Earlier, building automation was a very manual process. You had to define each and every step. What triggers the flow, what actions follow, how conditions are handled, and nothing was automated for you. Even a small mistake could break the entire flow.
Debugging was equally challenging, often requiring you to go through logs step by step and apply strong technical knowledge to identify the issue. It worked well, but it was time-consuming and heavily dependent on experienced developers.
Now, with AI in the picture, the approach is changing. You don’t always have to start from scratch. AI can help you design flows based on simple instructions, suggest the next steps, and even assist in identifying issues when something goes wrong. This makes the process faster and more accessible.
AI can help here:
- Designing flows becomes much easier because you can simply describe your requirements in plain English, and AI will generate a starting version of the flow for you instead of building everything manually.
- Handling decision logic is simplified as AI can suggest conditions and paths, helping you structure the flow without needing to think through every single branch in detail.
- Debugging becomes faster since AI can analyze the flow, highlight where things might be going wrong, and even suggest possible fixes instead of you digging through logs.
But the reality is that:
- You still need clear use cases because if your requirement is vague or unclear, AI will also generate something unclear or incorrect.
- Structured thinking is still important, especially for complex workflows, as AI can assist but cannot fully replace logical design.

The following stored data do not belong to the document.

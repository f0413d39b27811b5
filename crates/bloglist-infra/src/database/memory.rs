//! In-memory repositories - used when no database is configured, and in tests.
//!
//! Entities are kept in insertion order so listings are stable.
//! Note: Data is lost on process restart.

use async_trait::async_trait;
use tokio::sync::RwLock;
use uuid::Uuid;

use bloglist_core::domain::{Blog, User};
use bloglist_core::error::RepoError;
use bloglist_core::ports::{BaseRepository, BlogRepository, UserRepository};

/// In-memory user store. Enforces username uniqueness like the database does.
#[derive(Default)]
pub struct InMemoryUserRepository {
    store: RwLock<Vec<User>>,
}

impl InMemoryUserRepository {
    pub fn new() -> Self {
        Self::default()
    }

    fn username_taken(users: &[User], candidate: &User) -> bool {
        users
            .iter()
            .any(|u| u.username == candidate.username && u.id != candidate.id)
    }
}

#[async_trait]
impl BaseRepository<User, Uuid> for InMemoryUserRepository {
    async fn find_by_id(&self, id: Uuid) -> Result<Option<User>, RepoError> {
        let store = self.store.read().await;
        Ok(store.iter().find(|u| u.id == id).cloned())
    }

    async fn find_all(&self) -> Result<Vec<User>, RepoError> {
        Ok(self.store.read().await.clone())
    }

    async fn insert(&self, user: User) -> Result<User, RepoError> {
        let mut store = self.store.write().await;
        if Self::username_taken(&store, &user) {
            return Err(RepoError::Constraint("username".to_string()));
        }
        store.push(user.clone());
        Ok(user)
    }

    async fn update(&self, user: User) -> Result<User, RepoError> {
        let mut store = self.store.write().await;
        if Self::username_taken(&store, &user) {
            return Err(RepoError::Constraint("username".to_string()));
        }
        let slot = store
            .iter_mut()
            .find(|u| u.id == user.id)
            .ok_or(RepoError::NotFound)?;
        *slot = user.clone();
        Ok(user)
    }

    async fn delete(&self, id: Uuid) -> Result<(), RepoError> {
        let mut store = self.store.write().await;
        let before = store.len();
        store.retain(|u| u.id != id);
        if store.len() == before {
            return Err(RepoError::NotFound);
        }
        Ok(())
    }
}

#[async_trait]
impl UserRepository for InMemoryUserRepository {
    async fn find_by_username(&self, username: &str) -> Result<Option<User>, RepoError> {
        let store = self.store.read().await;
        Ok(store.iter().find(|u| u.username == username).cloned())
    }

    async fn append_blog(&self, user_id: Uuid, blog_id: Uuid) -> Result<User, RepoError> {
        let mut store = self.store.write().await;
        let user = store
            .iter_mut()
            .find(|u| u.id == user_id)
            .ok_or(RepoError::NotFound)?;
        user.add_blog(blog_id);
        Ok(user.clone())
    }
}

/// In-memory blog store.
#[derive(Default)]
pub struct InMemoryBlogRepository {
    store: RwLock<Vec<Blog>>,
}

impl InMemoryBlogRepository {
    pub fn new() -> Self {
        Self::default()
    }
}

#[async_trait]
impl BaseRepository<Blog, Uuid> for InMemoryBlogRepository {
    async fn find_by_id(&self, id: Uuid) -> Result<Option<Blog>, RepoError> {
        let store = self.store.read().await;
        Ok(store.iter().find(|b| b.id == id).cloned())
    }

    async fn find_all(&self) -> Result<Vec<Blog>, RepoError> {
        Ok(self.store.read().await.clone())
    }

    async fn insert(&self, blog: Blog) -> Result<Blog, RepoError> {
        let mut store = self.store.write().await;
        if store.iter().any(|b| b.id == blog.id) {
            return Err(RepoError::Constraint("id".to_string()));
        }
        store.push(blog.clone());
        Ok(blog)
    }

    async fn update(&self, blog: Blog) -> Result<Blog, RepoError> {
        let mut store = self.store.write().await;
        let slot = store
            .iter_mut()
            .find(|b| b.id == blog.id)
            .ok_or(RepoError::NotFound)?;
        *slot = blog.clone();
        Ok(blog)
    }

    async fn delete(&self, id: Uuid) -> Result<(), RepoError> {
        let mut store = self.store.write().await;
        let before = store.len();
        store.retain(|b| b.id != id);
        if store.len() == before {
            return Err(RepoError::NotFound);
        }
        Ok(())
    }
}

impl BlogRepository for InMemoryBlogRepository {}

#[cfg(test)]
mod tests {
    use bloglist_core::domain::BlogDraft;

    use super::*;

    fn draft(title: &str) -> BlogDraft {
        BlogDraft::parse(Some(title.into()), None, Some("https://x".into()), None).unwrap()
    }

    #[tokio::test]
    async fn test_duplicate_username_is_a_constraint_violation() {
        let repo = InMemoryUserRepository::new();
        repo.insert(User::new("root".into(), "A".into(), "h".into()))
            .await
            .unwrap();

        let result = repo
            .insert(User::new("root".into(), "B".into(), "h".into()))
            .await;

        assert!(matches!(result, Err(RepoError::Constraint(_))));
    }

    #[tokio::test]
    async fn test_user_update_keeps_its_own_username() {
        let repo = InMemoryUserRepository::new();
        let mut user = repo
            .insert(User::new("root".into(), "A".into(), "h".into()))
            .await
            .unwrap();

        user.add_blog(Uuid::new_v4());
        let updated = repo.update(user.clone()).await.unwrap();

        assert_eq!(updated.blogs.len(), 1);
        assert_eq!(repo.find_by_username("root").await.unwrap(), Some(user));
    }

    #[tokio::test]
    async fn test_blogs_are_listed_in_insertion_order() {
        let repo = InMemoryBlogRepository::new();
        let owner = Uuid::new_v4();
        for title in ["first", "second", "third"] {
            repo.insert(Blog::new(draft(title), owner)).await.unwrap();
        }

        let titles: Vec<_> = repo
            .find_all()
            .await
            .unwrap()
            .into_iter()
            .map(|b| b.title)
            .collect();

        assert_eq!(titles, ["first", "second", "third"]);
    }

    #[tokio::test]
    async fn test_update_and_delete_missing_blog() {
        let repo = InMemoryBlogRepository::new();
        let ghost = Blog::new(draft("ghost"), Uuid::new_v4());

        assert!(matches!(
            repo.update(ghost.clone()).await,
            Err(RepoError::NotFound)
        ));
        assert!(matches!(repo.delete(ghost.id).await, Err(RepoError::NotFound)));
    }

    #[tokio::test]
    async fn test_append_blog_keeps_concurrent_appends() {
        let repo = std::sync::Arc::new(InMemoryUserRepository::new());
        let user = repo
            .insert(User::new("root".into(), "A".into(), "h".into()))
            .await
            .unwrap();

        let user_id = user.id;
        let ids: Vec<Uuid> = (0..8).map(|_| Uuid::new_v4()).collect();
        let tasks: Vec<_> = ids
            .iter()
            .map(|&blog_id| {
                let repo = repo.clone();
                tokio::spawn(async move { repo.append_blog(user_id, blog_id).await })
            })
            .collect();
        for task in tasks {
            task.await.unwrap().unwrap();
        }

        let stored = repo.find_by_id(user_id).await.unwrap().unwrap();
        assert_eq!(stored.blogs.len(), ids.len());
        assert!(ids.iter().all(|id| stored.blogs.contains(id)));
    }

    #[tokio::test]
    async fn test_append_blog_to_missing_user() {
        let repo = InMemoryUserRepository::new();

        let result = repo.append_blog(Uuid::new_v4(), Uuid::new_v4()).await;

        assert!(matches!(result, Err(RepoError::NotFound)));
    }
}
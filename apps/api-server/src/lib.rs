//! # Bloglist API Server
//!
//! Actix-web application: routes, middleware, state and configuration. The
//! binary in `main.rs` only wires these together.

pub mod config;
pub mod handlers;
pub mod middleware;
pub mod state;
pub mod telemetry;
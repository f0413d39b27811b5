use sea_orm_migration::prelude::*;

#[derive(DeriveMigrationName)]
pub struct Migration;

#[async_trait::async_trait]
impl MigrationTrait for Migration {
    async fn up(&self, manager: &SchemaManager) -> Result<(), DbErr> {
        manager
            .create_table(
                Table::create()
                    .table(Users::Table)
                    .if_not_exists()
                    .col(ColumnDef::new(Users::Id).uuid().not_null().primary_key())
                    .col(ColumnDef::new(Users::Username).string().not_null().unique_key())
                    .col(ColumnDef::new(Users::Name).string().not_null().default(""))
                    .col(ColumnDef::new(Users::PasswordHash).string().not_null())
                    .col(
                        ColumnDef::new(Users::Blogs)
                            .json_binary()
                            .not_null()
                            .default(Expr::cust("'[]'::jsonb")),
                    )
                    .to_owned(),
            )
            .await?;

        // No foreign key on user_id: removing a user does not touch its blogs.
        manager
            .create_table(
                Table::create()
                    .table(Blogs::Table)
                    .if_not_exists()
                    .col(ColumnDef::new(Blogs::Id).uuid().not_null().primary_key())
                    .col(ColumnDef::new(Blogs::Title).string().not_null())
                    .col(ColumnDef::new(Blogs::Author).string().null())
                    .col(ColumnDef::new(Blogs::Url).string().not_null())
                    .col(ColumnDef::new(Blogs::Likes).big_integer().not_null().default(0))
                    .col(ColumnDef::new(Blogs::UserId).uuid().not_null())
                    .to_owned(),
            )
            .await?;

        manager
            .create_index(
                Index::create()
                    .name("idx_blogs_user_id")
                    .table(Blogs::Table)
                    .col(Blogs::UserId)
                    .to_owned(),
            )
            .await
    }

    async fn down(&self, manager: &SchemaManager) -> Result<(), DbErr> {
        manager
            .drop_table(Table::drop().table(Blogs::Table).to_owned())
            .await?;
        manager
            .drop_table(Table::drop().table(Users::Table).to_owned())
            .await
    }
}

#[derive(DeriveIden)]
enum Users {
    Table,
    Id,
    Username,
    Name,
    PasswordHash,
    Blogs,
}

#[derive(DeriveIden)]
enum Blogs {
    Table,
    Id,
    Title,
    Author,
    Url,
    Likes,
    UserId,
}
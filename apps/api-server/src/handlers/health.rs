//! Health check endpoint.

use actix_web::HttpResponse;
use serde::Serialize;

#[derive(Serialize)]
pub struct HealthResponse {
    pub status: &'static str,
    pub version: &'static str,
    pub timestamp: String,
}

/// GET /api/health
pub async fn health_check() -> HttpResponse {
    HttpResponse::Ok().json(HealthResponse {
        status: "ok",
        version: env!("CARGO_PKG_VERSION"),
        timestamp: chrono::Utc::now().to_rfc3339(),
    })
}
//! Domain-level error types.

use thiserror::Error;

use crate::ports::AuthError;

/// Domain errors - business logic failures.
///
/// Messages double as the `error` field of the JSON body the API returns, so they
/// are phrased for clients.
#[derive(Debug, Error)]
pub enum DomainError {
    #[error("{0}")]
    Validation(String),

    #[error("{entity} not found")]
    NotFound { entity: &'static str },

    #[error("{0}")]
    Conflict(String),

    #[error(transparent)]
    Auth(#[from] AuthError),

    #[error(transparent)]
    Ownership(#[from] OwnershipError),

    #[error(transparent)]
    Repo(#[from] RepoError),
}

impl DomainError {
    pub fn blog_not_found() -> Self {
        Self::NotFound { entity: "blog" }
    }
}

/// Reasons the ownership guard refuses a mutation.
#[derive(Debug, Clone, Copy, PartialEq, Eq, Error)]
pub enum OwnershipError {
    /// No identity is attached to the request.
    #[error("token missing or invalid")]
    Unauthenticated,

    /// The caller is authenticated but does not own the resource.
    #[error("unauthorized action")]
    NotOwner,
}

/// Repository-level errors.
#[derive(Debug, Error)]
pub enum RepoError {
    #[error("Database connection failed: {0}")]
    Connection(String),

    #[error("Query execution failed: {0}")]
    Query(String),

    #[error("Entity not found")]
    NotFound,

    #[error("Constraint violation: {0}")]
    Constraint(String),
}
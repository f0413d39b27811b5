//! # Bloglist API Server
//!
//! The main entry point for the Actix-web HTTP server.

use actix_web::{App, HttpServer, web};
use tracing_actix_web::TracingLogger;

use bloglist_api::config::AppConfig;
use bloglist_api::handlers::{configure_routes, unknown_endpoint};
use bloglist_api::state::AppState;
use bloglist_api::telemetry::{TelemetryConfig, init_telemetry};

#[actix_web::main]
async fn main() -> anyhow::Result<()> {
    // Load .env file if present
    dotenvy::dotenv().ok();

    init_telemetry(&TelemetryConfig::from_env());

    let config = AppConfig::from_env();

    tracing::info!("Starting Bloglist API Server on {}:{}", config.host, config.port);

    let state = AppState::new(&config).await?;

    HttpServer::new(move || {
        App::new()
            .wrap(TracingLogger::default())
            .app_data(web::Data::new(state.clone()))
            .configure(configure_routes)
            .default_service(web::to(unknown_endpoint))
    })
    .bind((config.host.as_str(), config.port))?
    .run()
    .await?;

    Ok(())
}
//! Tracing subscriber setup.

use tracing_subscriber::{EnvFilter, layer::SubscriberExt, util::SubscriberInitExt};

const DEFAULT_FILTER: &str = "info,bloglist_api=debug,bloglist_infra=debug";

/// Telemetry configuration.
#[derive(Debug, Clone)]
pub struct TelemetryConfig {
    /// Enable JSON logging (for production).
    pub json_logs: bool,
    /// Service name recorded on the startup event.
    pub service_name: String,
}

impl Default for TelemetryConfig {
    fn default() -> Self {
        Self {
            json_logs: false,
            service_name: "bloglist-api".to_string(),
        }
    }
}

impl TelemetryConfig {
    /// Load configuration from `LOG_FORMAT` and `SERVICE_NAME`.
    pub fn from_env() -> Self {
        Self {
            json_logs: std::env::var("LOG_FORMAT")
                .map(|v| v.eq_ignore_ascii_case("json"))
                .unwrap_or(false),
            service_name: std::env::var("SERVICE_NAME")
                .unwrap_or_else(|_| "bloglist-api".to_string()),
        }
    }
}

/// Install the global subscriber. `RUST_LOG` overrides the default filter.
pub fn init_telemetry(config: &TelemetryConfig) {
    let env_filter =
        EnvFilter::try_from_default_env().unwrap_or_else(|_| EnvFilter::new(DEFAULT_FILTER));

    if config.json_logs {
        tracing_subscriber::registry()
            .with(env_filter)
            .with(tracing_subscriber::fmt::layer().json())
            .init();
    } else {
        tracing_subscriber::registry()
            .with(env_filter)
            .with(tracing_subscriber::fmt::layer().pretty())
            .init();
    }

    tracing::info!(
        service = %config.service_name,
        json_logs = config.json_logs,
        "Telemetry initialized"
    );
}
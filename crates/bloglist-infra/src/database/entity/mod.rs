//! SeaORM entities.

pub mod blog;
pub mod user;
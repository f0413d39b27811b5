//! Ports - trait definitions for external dependencies.
//! These are the "interfaces" that infrastructure must implement.

mod auth;
mod repository;

pub use auth::{AuthError, PasswordService, TokenService};
pub use repository::{BaseRepository, BlogRepository, UserRepository};
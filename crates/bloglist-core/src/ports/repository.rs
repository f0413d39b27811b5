use async_trait::async_trait;
use uuid::Uuid;

use crate::domain::{Blog, User};
use crate::error::RepoError;

/// Generic repository trait defining standard CRUD operations.
#[async_trait]
pub trait BaseRepository<T, ID>: Send + Sync {
    /// Find an entity by its unique ID.
    async fn find_by_id(&self, id: ID) -> Result<Option<T>, RepoError>;

    /// Every stored entity, in store order.
    async fn find_all(&self) -> Result<Vec<T>, RepoError>;

    /// Persist a new entity.
    async fn insert(&self, entity: T) -> Result<T, RepoError>;

    /// Overwrite an existing entity. Fails with `RepoError::NotFound` if it is gone.
    async fn update(&self, entity: T) -> Result<T, RepoError>;

    /// Delete an entity by its ID.
    async fn delete(&self, id: ID) -> Result<(), RepoError>;
}

/// User repository with domain-specific methods.
#[async_trait]
pub trait UserRepository: BaseRepository<User, Uuid> {
    /// Find a user by its unique username.
    async fn find_by_username(&self, username: &str) -> Result<Option<User>, RepoError>;

    /// Append `blog_id` to the user's blog list in a single store operation and
    /// return the updated user. Fails with `RepoError::NotFound` if the user is gone.
    async fn append_blog(&self, user_id: Uuid, blog_id: Uuid) -> Result<User, RepoError>;
}

/// Blog repository.
pub trait BlogRepository: BaseRepository<Blog, Uuid> {}
//! Repository implementations: in-memory, and PostgreSQL behind the `postgres` feature.

mod connections;
mod memory;

#[cfg(feature = "postgres")]
mod postgres_base;
#[cfg(feature = "postgres")]
pub mod postgres_repo;

#[cfg(feature = "postgres")]
pub mod entity;

pub use connections::DatabaseConfig;
pub use memory::{InMemoryBlogRepository, InMemoryUserRepository};

#[cfg(feature = "postgres")]
pub use connections::connect;
#[cfg(feature = "postgres")]
pub use postgres_repo::{PostgresBlogRepository, PostgresUserRepository};
//! Application configuration loaded from environment variables.

use std::env;
use std::str::FromStr;

use bloglist_infra::{DatabaseConfig, JwtConfig, PasswordConfig};

/// Application configuration.
#[derive(Debug, Clone)]
pub struct AppConfig {
    pub host: String,
    pub port: u16,
    /// `None` runs the server on the in-memory store.
    pub database: Option<DatabaseConfig>,
    pub jwt: JwtConfig,
    pub password: PasswordConfig,
}

impl AppConfig {
    /// Load configuration from environment variables.
    pub fn from_env() -> Self {
        let config = Self::from_lookup(|key| env::var(key).ok());
        config.jwt.warn_if_default_secret();
        config
    }

    fn from_lookup(get: impl Fn(&str) -> Option<String>) -> Self {
        let database = get("DATABASE_URL").map(|url| DatabaseConfig {
            url,
            max_connections: parse(get("DB_MAX_CONNECTIONS")).unwrap_or(20),
            min_connections: parse(get("DB_MIN_CONNECTIONS")).unwrap_or(2),
        });

        let defaults = JwtConfig::default();
        let jwt = JwtConfig {
            secret: get("JWT_SECRET").unwrap_or(defaults.secret),
            expiration_hours: parse(get("JWT_EXPIRATION_HOURS")).unwrap_or(defaults.expiration_hours),
            issuer: get("JWT_ISSUER").unwrap_or(defaults.issuer),
        };

        let hashing = PasswordConfig::default();
        let password = PasswordConfig {
            memory_kib: parse(get("ARGON2_MEMORY_KIB")).unwrap_or(hashing.memory_kib),
            iterations: parse(get("ARGON2_ITERATIONS")).unwrap_or(hashing.iterations),
        };

        Self {
            host: get("HOST").unwrap_or_else(|| "127.0.0.1".to_string()),
            port: parse(get("PORT")).unwrap_or(3003),
            database,
            jwt,
            password,
        }
    }
}

fn parse<T: FromStr>(value: Option<String>) -> Option<T> {
    value.and_then(|v| v.parse().ok())
}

- AI provides a strong starting point, but the final refinement, testing, and making the flow production-ready is still your responsibility.
The better you define your requirement in the form of a clear and structured prompt, the more accurate and useful the flow generated by AI will be.
Summary
To sum up, the Australia release positions Flow Designer not just as an automation tool, but an AI-powered orchestration engine with game-changing features:
- AI Agent integration.
- Build Agent for flow creation.
- AI-powered debugging.
- Flow version comparison.
ServiceNow is moving towards a future where workflows are not only automated, but also intelligent and adaptive.
Here are those key takeaways again:
- AI agents can now be directly used inside flows, which means your workflows can make smarter decisions on their own instead of just following fixed steps. Earlier, flows were like strict instructions. Now, with AI agents inside, flows can “think” to some extent, evaluate situations, and respond more intelligently.
- Build Agent enables you to create flows using simple, everyday language instead of technical configuration. You can just describe what you want, like “create an approval flow for high-value requests,” and the system will generate a working flow for you. This removes a big barrier for non-technical users.
- Flow Execution Analysis reduces debugging effort by automatically identifying issues and suggesting fixes. Instead of spending hours checking logs and figuring out where things broke, AI can highlight the problem areas and guide you toward a solution, saving a lot of time.
- Flow History Comparison improves visibility and collaboration by clearly showing changes between versions. If someone updates a flow, you can easily see what was added, removed, or modified. This makes teamwork smoother and reduces confusion during releases.
- Flow Designer is evolving into an AI-first automation platform, where AI is not just an add-on but a core part of how things are built. The overall direction is clear. Automation is becoming faster, smarter, and more accessible, with AI helping at every stage from creation to debugging.